Inherited construction of porous zinc hydroxide sulfate layer for stable dendrite-free Zn anode

Abstract

A stable Zn anode for mitigating dendritic growth, corrosion, and byproducts is vital for exhibiting high-performance electrochemical properties in aqueous Zn-ion batteries. An artificial solid/electrolyte interphase is an effective protective strategy for Zn anodes. Herein, a uniform layer of zinc hydroxide sulfate (ZHS) derived in situ from a ZIF-8 membrane was developed on a Zn anode. The ZHS layer inherited a well-ordered structure and porous channels from the ZIF-8 membrane and exhibited high ionic conductivity, low electronic conductivity, and strong interactions with Zn²⁺ ions, which facilitated the regulation of homogeneous Zn²⁺ flux and deposition for dendritic inhibition.

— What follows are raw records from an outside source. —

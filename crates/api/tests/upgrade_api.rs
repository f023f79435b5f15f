//! HTTP-level integration tests for the intro-to-account upgrade flow.

mod common;

use axum::http::StatusCode;
use common::{body_json, get, get_auth, post_json, refresh_cookie_value};
use sqlx::PgPool;

/// Create an intro session with an email and return its JSON representation.
async fn create_intro_with_email(app: axum::Router, email: &str) -> serde_json::Value {
    let response = post_json(
        app,
        "/api/v1/auth/intro",
        serde_json::json!({
            "email": email,
            "dreamTitle": "Learn guitar",
            "dreamVision": "play every day",
        }),
    )
    .await;
    assert_eq!(response.status(), StatusCode::CREATED);
    body_json(response).await
}

/// The full upgrade: account created, dream migrated with its original
/// creation time, session gone, tokens live.
#[sqlx::test(migrations = "../db/migrations")]
async fn test_upgrade_happy_path(pool: PgPool) {
    let app = common::build_test_app(pool.clone());
    let intro = create_intro_with_email(app, "guitarist@example.com").await;
    let temp_token = intro["tempToken"].as_str().unwrap().to_string();

    // The moment the journey began, before any account existed.
    let (intro_created_at,): (chrono::DateTime<chrono::Utc>,) =
        sqlx::query_as("SELECT created_at FROM intro_dreamers WHERE temp_token = $1")
            .bind(&temp_token)
            .fetch_one(&pool)
            .await
            .unwrap();

    let app = common::build_test_app(pool.clone());
    let response = post_json(
        app,
        "/api/v1/auth/register",
        serde_json::json!({
            "tempToken": temp_token,
            "password": "long enough pw",
            "firstName": "Jamie",
        }),
    )
    .await;
    assert_eq!(response.status(), StatusCode::CREATED);
    let cookie = refresh_cookie_value(&response).expect("upgrade must set refresh cookie");
    assert!(!cookie.is_empty());
    let json = body_json(response).await;

    // Account carries the session's provenance and content.
    assert_eq!(json["dreamer"]["email"], "guitarist@example.com");
    assert_eq!(json["dreamer"]["dreamCount"], 1);
    assert_eq!(json["dreamer"]["profile"]["firstName"], "Jamie");
    assert_eq!(
        json["dreamer"]["profile"]["displayName"], "Jamie",
        "display name defaults to first name"
    );
    assert_eq!(json["dreamer"]["profile"]["onboardingCompleted"], true);
    assert!(json["dreamer"]["upgradedFrom"]["upgradedAt"].is_string());
    assert!(
        json["dreamer"]["upgradedFrom"].get("tempToken").is_none(),
        "provenance must not expose the bearer token"
    );

    // The dream keeps the intro session's creation moment.
    assert_eq!(json["dream"]["title"], "Learn guitar");
    assert_eq!(json["dream"]["slug"], "learn-guitar");
    assert_eq!(json["dream"]["vision"], "play every day");
    let dream_created_at: chrono::DateTime<chrono::Utc> =
        json["dream"]["createdAt"].as_str().unwrap().parse().unwrap();
    assert_eq!(
        dream_created_at, intro_created_at,
        "the dream must keep the session's original creation time"
    );

    // The session is gone.
    let app = common::build_test_app(pool.clone());
    let response = get(app, &format!("/api/v1/auth/intro/{}", intro["tempToken"].as_str().unwrap())).await;
    assert_eq!(response.status(), StatusCode::NOT_FOUND);

    // The issued access token authenticates.
    let access_token = json["accessToken"].as_str().unwrap();
    let app = common::build_test_app(pool);
    let response = get_auth(app, "/api/v1/auth/me", access_token).await;
    assert_eq!(response.status(), StatusCode::OK);
}

/// Upgrading the same session twice fails: the first upgrade consumed it.
#[sqlx::test(migrations = "../db/migrations")]
async fn test_upgrade_is_one_way(pool: PgPool) {
    let app = common::build_test_app(pool.clone());
    let intro = create_intro_with_email(app, "once@example.com").await;
    let temp_token = intro["tempToken"].as_str().unwrap().to_string();

    let body = serde_json::json!({ "tempToken": temp_token, "password": "long enough pw" });
    let app = common::build_test_app(pool.clone());
    let response = post_json(app, "/api/v1/auth/register", body.clone()).await;
    assert_eq!(response.status(), StatusCode::CREATED);

    let app = common::build_test_app(pool);
    let response = post_json(app, "/api/v1/auth/register", body).await;
    assert_eq!(response.status(), StatusCode::NOT_FOUND);
}

/// A session without an email cannot upgrade.
#[sqlx::test(migrations = "../db/migrations")]
async fn test_upgrade_requires_email(pool: PgPool) {
    let app = common::build_test_app(pool.clone());
    let response = post_json(
        app,
        "/api/v1/auth/intro",
        serde_json::json!({ "dreamTitle": "Learn guitar" }),
    )
    .await;
    let intro = body_json(response).await;

    let app = common::build_test_app(pool);
    let response = post_json(
        app,
        "/api/v1/auth/register",
        serde_json::json!({
            "tempToken": intro["tempToken"].as_str().unwrap(),
            "password": "long enough pw",
        }),
    )
    .await;
    assert_eq!(response.status(), StatusCode::BAD_REQUEST);
}

/// Validation failures during upgrade leave the session untouched.
#[sqlx::test(migrations = "../db/migrations")]
async fn test_failed_upgrade_preserves_session(pool: PgPool) {
    let app = common::build_test_app(pool.clone());
    let intro = create_intro_with_email(app, "intact@example.com").await;
    let temp_token = intro["tempToken"].as_str().unwrap().to_string();

    let app = common::build_test_app(pool.clone());
    let response = post_json(
        app,
        "/api/v1/auth/register",
        serde_json::json!({ "tempToken": temp_token, "password": "short" }),
    )
    .await;
    assert_eq!(response.status(), StatusCode::BAD_REQUEST);

    // Session still live, still fetchable.
    let app = common::build_test_app(pool);
    let response = get(app, &format!("/api/v1/auth/intro/{temp_token}")).await;
    assert_eq!(response.status(), StatusCode::OK);
}

/// The preview reports upgradeability without changing anything.
#[sqlx::test(migrations = "../db/migrations")]
async fn test_upgrade_preview(pool: PgPool) {
    let app = common::build_test_app(pool.clone());
    let intro = create_intro_with_email(app, "preview@example.com").await;
    let temp_token = intro["tempToken"].as_str().unwrap().to_string();

    let app = common::build_test_app(pool.clone());
    let response = get(app, &format!("/api/v1/auth/intro/{temp_token}/upgrade")).await;
    assert_eq!(response.status(), StatusCode::OK);
    let json = body_json(response).await;
    assert_eq!(json["canUpgrade"], true);
    assert_eq!(json["emailAlreadyRegistered"], false);
    assert_eq!(json["wouldMigrate"]["dreamTitle"], "Learn guitar");

    // Register the email out from under the session: preview flips.
    let app = common::build_test_app(pool.clone());
    let response = post_json(
        app,
        "/api/v1/auth/register",
        serde_json::json!({ "email": "preview@example.com", "password": "long enough pw" }),
    )
    .await;
    assert_eq!(response.status(), StatusCode::CREATED);

    let app = common::build_test_app(pool);
    let json = body_json(get(app, &format!("/api/v1/auth/intro/{temp_token}/upgrade")).await).await;
    assert_eq!(json["canUpgrade"], false);
    assert_eq!(json["emailAlreadyRegistered"], true);
}

/// Upgrading to an email that already has an account conflicts, and the
/// session survives.
#[sqlx::test(migrations = "../db/migrations")]
async fn test_upgrade_duplicate_email(pool: PgPool) {
    let app = common::build_test_app(pool.clone());
    let response = post_json(
        app,
        "/api/v1/auth/register",
        serde_json::json!({ "email": "first@example.com", "password": "long enough pw" }),
    )
    .await;
    assert_eq!(response.status(), StatusCode::CREATED);

    // The intro session was created before that account existed.
    let app = common::build_test_app(pool.clone());
    let intro = create_intro_with_email(app, "second@example.com").await;
    let temp_token = intro["tempToken"].as_str().unwrap().to_string();
    sqlx::query("UPDATE intro_dreamers SET email = 'first@example.com' WHERE temp_token = $1")
        .bind(&temp_token)
        .execute(&pool)
        .await
        .unwrap();

    let app = common::build_test_app(pool.clone());
    let response = post_json(
        app,
        "/api/v1/auth/register",
        serde_json::json!({ "tempToken": temp_token, "password": "long enough pw" }),
    )
    .await;
    assert_eq!(response.status(), StatusCode::CONFLICT);

    let app = common::build_test_app(pool);
    let response = get(app, &format!("/api/v1/auth/intro/{temp_token}")).await;
    assert_eq!(response.status(), StatusCode::OK, "session must survive the conflict");
}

The strong interactions between H₂O molecules and SO₄²⁻ ions in the ZHS layer could alter the solvation structure of hydrated Zn²⁺ ions to facilitate the desolvation process, thus mitigating H₂O-induced side reactions during Zn plating/stripping processes. The ZHS layer-coated Zn anode exhibited a remarkably long cycling lifespan of over 2800 h at a low current density of 1 mA cm⁻² (1 mA h cm⁻²) and over 1100 h at a high current density of 10 mA cm⁻² (5 mA h cm⁻²). This study provides a facile and feasible strategy to achieve the interfacial stability of Zn anodes for use in rechargeable aqueous Zn-ion batteries.